Special instructions:

  1. Achieve and maintain a healthy weight.
  2. Eat small, frequent meals. Large meals may increase stomach pressure, and therefore reflux.
  3. Fat takes the longest time to leave the stomach; therefore, reduce the total amount of fat that you eat at a meal by decreasing the amount of margarine, butter, oils, salad dressings, gravy, fatty meats, and full-fat dairy/milk products such as sour cream, cheese, and whole milk.

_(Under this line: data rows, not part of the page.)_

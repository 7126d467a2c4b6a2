//! Base trait for dashboard views

use serde_json::Value;

/// Unique identifier for a dashboard view
pub type ViewId = uuid::Uuid;

/// Base trait for all dashboard views (tables, stat panels)
pub trait DashboardView: Send + Sync {
    /// Get the unique ID of this view
    fn id(&self) -> ViewId;

    /// Get the display name
    fn display_name(&self) -> &str;

    /// Get the view type (for serialization)
    fn view_type(&self) -> &str;

    /// Save configuration
    fn save_config(&self) -> Value;

    /// Load configuration
    fn load_config(&mut self, config: Value);
}
use super::{derive, total_pages, PageCursor, Paginator};
use proptest::prelude::*;

fn items(n: usize) -> Vec<usize> {
    (0..n).collect()
}

fn arb_len() -> impl Strategy<Value = usize> {
    prop_oneof![Just(0usize), 1usize..40, 40usize..2_000]
}

fn arb_page_size() -> impl Strategy<Value = usize> {
    prop_oneof![1usize..15, 15usize..300]
}

/// A page request anywhere in `i64`, biased toward the interesting edges
fn arb_page() -> impl Strategy<Value = i64> {
    prop_oneof![any::<i64>(), -3i64..250, Just(i64::MIN), Just(i64::MAX)]
}

proptest! {
    #[test]
    fn slice_length_matches_page_position(len in arb_len(), size in arb_page_size(), seed in any::<usize>()) {
        let data = items(len);
        let pages = total_pages(len, size);
        prop_assert_eq!(pages, (len + size - 1) / size);

        if pages == 0 {
            let derived = derive(PageCursor::new(size), &data);
            prop_assert!(derived.items.is_empty());
            prop_assert!(derived.pagination.is_empty());
            return Ok(());
        }

        let page = 1 + seed % pages;
        let derived = derive(PageCursor { current_page: page, items_per_page: size }, &data);
        let start = (page - 1) * size;

        prop_assert!(!derived.corrected);
        prop_assert_eq!(derived.items.len(), size.min(len - start));
        prop_assert_eq!(derived.items.first().copied(), Some(start));
    }

    #[test]
    fn go_to_page_lands_in_range(len in arb_len(), size in arb_page_size(), page in arb_page()) {
        let mut paginator = Paginator::new(size);
        paginator.set_total_items(len);
        paginator.go_to_page(page);

        let last = paginator.total_pages().max(1);
        let current = paginator.current_page();
        prop_assert!((1..=last).contains(&current));
        if page >= 1 && (page as u64) <= last as u64 {
            prop_assert_eq!(current as u64, page as u64);
        }
    }

    #[test]
    fn next_and_prev_stop_at_the_ends(len in arb_len(), size in arb_page_size()) {
        let mut paginator = Paginator::new(size);
        paginator.set_total_items(len);

        paginator.go_to_last_page();
        let last = paginator.current_page();
        prop_assert_eq!(last, paginator.total_pages().max(1));
        prop_assert!(!paginator.next_page());
        prop_assert_eq!(paginator.current_page(), last);
        prop_assert!(paginator.state().is_last_page());

        paginator.go_to_first_page();
        prop_assert!(!paginator.prev_page());
        prop_assert_eq!(paginator.current_page(), 1);
        prop_assert!(paginator.state().is_first_page());
    }

    #[test]
    fn set_items_per_page_returns_to_first_page(
        len in arb_len(),
        size in arb_page_size(),
        page in arb_page(),
        new_size in 0usize..300,
    ) {
        let mut paginator = Paginator::new(size);
        paginator.set_total_items(len);
        paginator.go_to_page(page);

        paginator.set_items_per_page(new_size);
        prop_assert_eq!(paginator.current_page(), 1);
        prop_assert_eq!(paginator.items_per_page(), new_size.max(1));
    }

    #[test]
    fn shrinking_dataset_keeps_page_valid(
        len in arb_len(),
        removed in 0usize..2_000,
        size in arb_page_size(),
        page in arb_page(),
    ) {
        let data = items(len);
        let mut paginator = Paginator::new(size);
        paginator.paginate(&data);
        paginator.go_to_page(page);
        let before = paginator.current_page();

        let shrunk = &data[..len.saturating_sub(removed)];
        let derived = paginator.paginate(shrunk);
        let pages = derived.pagination.total_pages;
        let current = derived.pagination.current_page;

        prop_assert_eq!(pages, total_pages(shrunk.len(), size));
        if pages > 0 {
            prop_assert!((1..=pages).contains(&current));
            if before > pages {
                prop_assert!(derived.corrected);
                prop_assert_eq!(current, 1);
            } else {
                prop_assert_eq!(current, before);
            }
        } else {
            prop_assert!(derived.items.is_empty());
        }
        prop_assert_eq!(paginator.current_page(), current);
    }
}
//! Table view implementation

use std::sync::Arc;

use serde_json::{json, Value};

use lt_core::events::events::{DatasetLoadFailed, DatasetLoaded, PageAutoCorrected, PageChanged, PageSizeChanged};
use lt_core::{DashboardSettings, EventBus, PaginationState, Paginator};
use lt_data::{DataError, TableName};

use crate::{DashboardView, ViewId, Variant};

mod frame;

pub use frame::{Cell, CellAlign, HeaderCell, NavState, PageSummary, Row, TableFrame};

/// Configuration for table views
#[derive(Debug, Clone, PartialEq)]
pub struct TableConfig {
    pub show_row_numbers: bool,
    pub striped_rows: bool,
    /// Longer cell values are cut and suffixed with "..."
    pub max_cell_chars: usize,
    pub page_size_options: Vec<usize>,
}

impl Default for TableConfig {
    fn default() -> Self {
        Self::from_settings(&DashboardSettings::default())
    }
}

impl TableConfig {
    pub fn from_settings(settings: &DashboardSettings) -> Self {
        Self {
            show_row_numbers: settings.show_row_numbers,
            striped_rows: settings.striped_rows,
            max_cell_chars: 50,
            page_size_options: settings.page_size_choices(),
        }
    }
}

type CellFn<T> = Box<dyn Fn(&T) -> String + Send + Sync>;
type VariantFn<T> = Box<dyn Fn(&T) -> Variant + Send + Sync>;

/// One column of a table: a header and how to read the cell out of a record
pub struct Column<T> {
    pub header: String,
    pub align: CellAlign,
    value: CellFn<T>,
}

impl<T> Column<T> {
    pub fn new(header: impl Into<String>, value: impl Fn(&T) -> String + Send + Sync + 'static) -> Self {
        Self {
            header: header.into(),
            align: CellAlign::Left,
            value: Box::new(value),
        }
    }

    pub fn align(mut self, align: CellAlign) -> Self {
        self.align = align;
        self
    }

    pub fn value(&self, record: &T) -> String {
        (self.value)(record)
    }
}

/// Paginated table over records of type `T`
///
/// The view does not own the dataset. Callers pass the current rows to
/// [`TableView::frame`] every time they want something to draw, and call the
/// controls in between.
pub struct TableView<T> {
    id: ViewId,
    title: String,
    pub config: TableConfig,
    columns: Vec<Column<T>>,
    row_variant: Option<VariantFn<T>>,
    paginator: Paginator,
    events: Option<Arc<EventBus>>,
}

impl<T> TableView<T> {
    /// Create a new table view with the default page size
    pub fn new(title: impl Into<String>, columns: Vec<Column<T>>) -> Self {
        Self::with_settings(title, columns, &DashboardSettings::default())
    }

    /// Create a table view configured from dashboard settings
    pub fn with_settings(
        title: impl Into<String>,
        columns: Vec<Column<T>>,
        settings: &DashboardSettings,
    ) -> Self {
        Self {
            id: ViewId::new_v4(),
            title: title.into(),
            config: TableConfig::from_settings(settings),
            columns,
            row_variant: None,
            paginator: Paginator::new(settings.default_page_size),
            events: None,
        }
    }

    /// Publish navigation events on `bus`
    pub fn with_events(mut self, bus: Arc<EventBus>) -> Self {
        self.events = Some(bus);
        self
    }

    /// Tag rows with a display variant
    pub fn with_row_variant(mut self, variant: impl Fn(&T) -> Variant + Send + Sync + 'static) -> Self {
        self.row_variant = Some(Box::new(variant));
        self
    }

    pub fn events(&self) -> Option<&EventBus> {
        self.events.as_deref()
    }

    /// Pagination state as of the last frame or control call
    pub fn pagination(&self) -> PaginationState {
        self.paginator.state()
    }

    /// Derive the frame for the current page of `data`
    pub fn frame(&mut self, data: &[T]) -> TableFrame {
        let stale_page = self.paginator.current_page();
        let page = self.paginator.paginate(data);
        let pagination = page.pagination;

        if page.corrected {
            tracing::info!(
                "{}: page {} gone after dataset change, showing page 1 of {}",
                self.title,
                stale_page,
                pagination.total_pages
            );
            self.publish(PageAutoCorrected {
                view_name: self.title.clone(),
                stale_page,
                total_pages: pagination.total_pages,
            });
        }

        let headers = self.headers();
        let first_number = pagination.start_index() + 1;
        let rows = page
            .items
            .iter()
            .enumerate()
            .map(|(row_index, record)| Row {
                number: self.config.show_row_numbers.then_some(first_number + row_index),
                cells: self
                    .columns
                    .iter()
                    .map(|column| Cell {
                        text: truncate(column.value(record), self.config.max_cell_chars),
                        align: column.align,
                    })
                    .collect(),
                striped: self.config.striped_rows && row_index % 2 == 1,
                variant: self
                    .row_variant
                    .as_ref()
                    .map(|variant| variant(record))
                    .unwrap_or_default(),
            })
            .collect();

        TableFrame {
            title: self.title.clone(),
            headers,
            rows,
            summary: PageSummary::from_state(pagination),
            nav: NavState::from_state(&pagination, &self.config.page_size_options),
        }
    }

    fn headers(&self) -> Vec<HeaderCell> {
        let number_header = self.config.show_row_numbers.then(|| HeaderCell {
            text: "#".to_string(),
            align: CellAlign::Right,
        });

        number_header
            .into_iter()
            .chain(self.columns.iter().map(|column| HeaderCell {
                text: column.header.clone(),
                align: column.align,
            }))
            .collect()
    }

    pub fn next_page(&mut self) -> bool {
        let from = self.paginator.current_page();
        let moved = self.paginator.next_page();
        self.page_moved(from, moved)
    }

    pub fn prev_page(&mut self) -> bool {
        let from = self.paginator.current_page();
        let moved = self.paginator.prev_page();
        self.page_moved(from, moved)
    }

    pub fn go_to_page(&mut self, page: i64) -> bool {
        let from = self.paginator.current_page();
        let moved = self.paginator.go_to_page(page);
        self.page_moved(from, moved)
    }

    pub fn go_to_first_page(&mut self) -> bool {
        let from = self.paginator.current_page();
        let moved = self.paginator.go_to_first_page();
        self.page_moved(from, moved)
    }

    pub fn go_to_last_page(&mut self) -> bool {
        let from = self.paginator.current_page();
        let moved = self.paginator.go_to_last_page();
        self.page_moved(from, moved)
    }

    pub fn set_items_per_page(&mut self, items_per_page: usize) -> bool {
        let changed = self.paginator.set_items_per_page(items_per_page);
        if changed {
            self.publish(PageSizeChanged {
                view_name: self.title.clone(),
                items_per_page: self.paginator.items_per_page(),
            });
        }
        changed
    }

    fn page_moved(&self, from_page: usize, moved: bool) -> bool {
        if moved {
            let to_page = self.paginator.current_page();
            tracing::debug!("{}: page {} -> {}", self.title, from_page, to_page);
            self.publish(PageChanged {
                view_name: self.title.clone(),
                from_page,
                to_page,
                total_pages: self.paginator.total_pages(),
            });
        }
        moved
    }

    fn publish<E: lt_core::Event>(&self, event: E) {
        if let Some(bus) = &self.events {
            bus.publish(event);
        }
    }
}

impl<T> DashboardView for TableView<T> {
    fn id(&self) -> ViewId {
        self.id
    }

    fn display_name(&self) -> &str {
        &self.title
    }

    fn view_type(&self) -> &str {
        "TableView"
    }

    fn save_config(&self) -> Value {
        json!({
            "show_row_numbers": self.config.show_row_numbers,
            "striped_rows": self.config.striped_rows,
            "max_cell_chars": self.config.max_cell_chars,
            "page_size_options": self.config.page_size_options,
        })
    }

    fn load_config(&mut self, config: Value) {
        if let Some(show_row_numbers) = config.get("show_row_numbers").and_then(|v| v.as_bool()) {
            self.config.show_row_numbers = show_row_numbers;
        }
        if let Some(striped) = config.get("striped_rows").and_then(|v| v.as_bool()) {
            self.config.striped_rows = striped;
        }
        if let Some(max_chars) = config
            .get("max_cell_chars")
            .and_then(|v| v.as_u64())
            .filter(|&n| n > 0)
        {
            self.config.max_cell_chars = max_chars as usize;
        }
        if let Some(options) = config.get("page_size_options").and_then(|v| v.as_array()) {
            let options: Vec<usize> = options
                .iter()
                .filter_map(|v| v.as_u64())
                .filter(|&n| n > 0)
                .map(|n| n as usize)
                .collect();
            if !options.is_empty() {
                self.config.page_size_options = options;
            }
        }
    }
}

/// Log and announce the outcome of fetching a remote table
pub(crate) fn report_load<T>(
    table: TableName,
    result: Result<Vec<T>, DataError>,
    events: Option<&EventBus>,
) -> Result<Vec<T>, DataError> {
    match result {
        Ok(rows) => {
            tracing::info!("Fetched {} rows from {}", rows.len(), table);
            if let Some(bus) = events {
                bus.publish(DatasetLoaded {
                    table: table.to_string(),
                    row_count: rows.len(),
                });
            }
            Ok(rows)
        }
        Err(e) => {
            tracing::error!("Failed to fetch {}: {}", table, e);
            if let Some(bus) = events {
                bus.publish(DatasetLoadFailed {
                    table: table.to_string(),
                    error: e.to_string(),
                });
            }
            Err(e)
        }
    }
}

fn truncate(value: String, max_chars: usize) -> String {
    match value.char_indices().nth(max_chars) {
        Some((cut, _)) => format!("{}...", &value[..cut]),
        None => value,
    }
}
use super::*;
use crate::ValidationError;
use crate::ids::{IssueId, ProjectId, UserId};
use crate::views::Projection;
use time::macros::{date, datetime};

fn audit() -> Audit {
    Audit::new(UserId::new(1), datetime!(2024-03-01 10:00 UTC))
}

fn issue() -> Issue {
    IssueDraft::new(
        ProjectId::new(7),
        "Login button does nothing",
        IssueStatus::Open,
        IssuePriority::High,
    )
    .build(IssueId::new(3), &audit())
    .unwrap()
}

fn json_keys<T: serde::Serialize>(value: &T) -> Vec<String> {
    match serde_json::to_value(value).unwrap() {
        serde_json::Value::Object(map) => map.keys().cloned().collect(),
        other => panic!("expected object, got {other}"),
    }
}

#[test]
fn issue_draft_reports_first_missing_field() {
    let draft = IssueDraft {
        issue_summary: Some("crash on save".to_string()),
        status: Some("open".to_string()),
        project: Some(ProjectId::new(1)),
        ..IssueDraft::default()
    };
    assert_eq!(
        draft.build(IssueId::new(1), &audit()).unwrap_err(),
        ValidationError::MissingField("priority")
    );

    let blank = IssueDraft {
        issue_summary: Some("   ".to_string()),
        ..IssueDraft::new(ProjectId::new(1), "x", IssueStatus::Open, IssuePriority::Low)
    };
    assert_eq!(
        blank.build(IssueId::new(1), &audit()).unwrap_err(),
        ValidationError::BlankField("issue_summary")
    );
}

#[test]
fn issue_draft_rejects_unknown_enumerations() {
    let draft = IssueDraft {
        priority: Some("urgent".to_string()),
        ..IssueDraft::new(ProjectId::new(1), "x", IssueStatus::Open, IssuePriority::Low)
    };
    let err = draft.build(IssueId::new(1), &audit()).unwrap_err();
    assert_eq!(
        err,
        ValidationError::InvalidValue {
            field: "priority",
            value: "urgent".to_string()
        }
    );
    assert_eq!(err.field(), "priority");

    assert!("reopened".parse::<IssueStatus>().is_err());
    assert_eq!(" in_progress ".parse::<IssueStatus>(), Ok(IssueStatus::InProgress));
}

#[test]
fn issue_draft_stamps_creation_and_modification() {
    let issue = issue();
    assert_eq!(issue.created_on, date!(2024 - 03 - 01));
    assert_eq!(issue.created_by, UserId::new(1));
    assert_eq!(issue.last_modification_on, issue.created_on);
    assert_eq!(issue.last_modification_by, issue.created_by);
}

#[test]
fn issue_draft_deserializes_from_partial_json() {
    let draft: IssueDraft = serde_json::from_value(serde_json::json!({
        "issue_summary": "Broken link",
        "status": "open",
        "priority": "low",
        "project": 4,
        "target_resolution_date": "2024-05-01"
    }))
    .unwrap();
    let issue = draft.build(IssueId::new(9), &audit()).unwrap();
    assert_eq!(issue.project, ProjectId::new(4));
    assert_eq!(issue.target_resolution_date, Some(date!(2024 - 05 - 01)));
    assert_eq!(issue.issue_description, None);
}

#[test]
fn diff_lists_changed_fields_in_declaration_order() {
    let before = issue();
    let mut after = before.clone();
    after.priority = IssuePriority::Low;
    after.status = IssueStatus::Closed;
    after.assigned_to = Some(UserId::new(5));

    let changes = before.diff(&after);
    assert_eq!(
        changes,
        vec![
            FieldChange {
                field: IssueField::AssignedTo,
                old_value: None,
                new_value: Some("5".to_string()),
            },
            FieldChange {
                field: IssueField::Status,
                old_value: Some("open".to_string()),
                new_value: Some("closed".to_string()),
            },
            FieldChange {
                field: IssueField::Priority,
                old_value: Some("high".to_string()),
                new_value: Some("low".to_string()),
            },
        ]
    );
    assert!(before.diff(&before).is_empty());
}

#[test]
fn diff_ignores_audit_fields() {
    let before = issue();
    let mut after = before.clone();
    after.created_by = UserId::new(99);
    after.last_modification_on = date!(2030 - 01 - 01);
    assert!(before.diff(&after).is_empty());
}

#[test]
fn revised_keeps_identity_and_creation_stamp() {
    let before = issue();
    let mut edited = before.clone();
    edited.issue_id = IssueId::new(100);
    edited.created_by = UserId::new(42);
    edited.resolution_summary = Some("fixed".to_string());

    let later = Audit::new(UserId::new(2), datetime!(2024-04-02 08:30 UTC));
    let revised = before.revised(&edited, &later);
    assert_eq!(revised.issue_id, before.issue_id);
    assert_eq!(revised.created_by, before.created_by);
    assert_eq!(revised.last_modification_by, UserId::new(2));
    assert_eq!(revised.last_modification_on, date!(2024 - 04 - 02));
    assert_eq!(revised.resolution_summary.as_deref(), Some("fixed"));
}

#[test]
fn issue_field_names_round_trip() {
    for field in IssueField::TRACKED {
        assert_eq!(field.as_str().parse::<IssueField>(), Ok(field));
    }
    assert!("created_by".parse::<IssueField>().is_err());
}

#[test]
fn issue_short_view_excludes_audit_metadata() {
    let keys = json_keys(&issue().short());
    for audit_key in [
        "created_on",
        "created_by",
        "last_modification_on",
        "last_modification_by",
    ] {
        assert!(!keys.iter().any(|key| key == audit_key), "{audit_key} leaked");
    }
    assert_eq!(keys.len(), 12);
}

#[test]
fn issue_long_view_has_every_declared_field() {
    let mut keys = json_keys(&issue().long());
    keys.sort();
    let mut expected = vec![
        "issue_id",
        "issue_summary",
        "issue_description",
        "assigned_to",
        "status",
        "label",
        "priority",
        "target_resolution_date",
        "actual_resolution_date",
        "progress",
        "resolution_summary",
        "created_on",
        "created_by",
        "last_modification_on",
        "last_modification_by",
        "project",
    ];
    expected.sort();
    assert_eq!(keys, expected);

    let value = serde_json::to_value(issue().long()).unwrap();
    assert_eq!(value["status"], "open");
    assert_eq!(value["created_on"], "2024-03-01");
}

#[test]
fn project_views_split_editable_and_audit_fields() {
    let project = ProjectDraft {
        label: Some(serde_json::json!({"colors": ["red", "blue"], "tags": {"ui": true}})),
        ..ProjectDraft::new("Website", date!(2024 - 12 - 31))
    }
    .build(ProjectId::new(2), &audit())
    .unwrap();

    let short = project.short();
    assert_eq!(short.label, project.label);
    assert_eq!(json_keys(&short).len(), 5);

    let long = project.long();
    assert_eq!(long.created_by, UserId::new(1));
    assert_eq!(long.modified_on, None);
    assert_eq!(json_keys(&long).len(), 9);
}

#[test]
fn user_and_assignment_views() {
    let user = UserDraft::new("Ada Lovelace", "ada")
        .build(UserId::new(4), date!(2024 - 01 - 15))
        .unwrap();
    assert_eq!(json_keys(&user.short()), vec!["user_id", "user_name"]);
    assert_eq!(user.long().username, "ada");

    let assignment = AssignedProject::try_new(UserId::new(4), ProjectId::new(2), "owner").unwrap();
    assert_eq!(assignment.short(), assignment.long());
    assert_eq!(
        AssignedProject::try_new(UserId::new(4), ProjectId::new(2), " ").unwrap_err(),
        ValidationError::BlankField("user_role")
    );
}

  4. Maintain an upright posture while eating and for 45-60 minutes afterward. Avoid bending over or reaching below your waist after meals to do things like loading the dishwasher, tying your shoes, or picking up items from the ground.
  5. Avoid eating before bedtime. It takes the stomach four to five hours to fully empty a meal, so wait at least three hours after eating to go to bed.
  6. Avoid clothing that is tight in the abdominal area.
  7. When sleeping, raise the head of the bed 6-8 inches, using wooden blocks under the bedposts. Extra pillows will not work.
  8. Stop smoking.
  9. Reflux triggers vary from person to person. Try eliminating possible trigger foods for two weeks, then reintroduce one food at a time to determine your tolerance and evaluate severity of symptoms.
  10. Your doctor may prescribe acid-reducing medications, such as proton pump inhibitors (PPIs). Do discuss with your physician.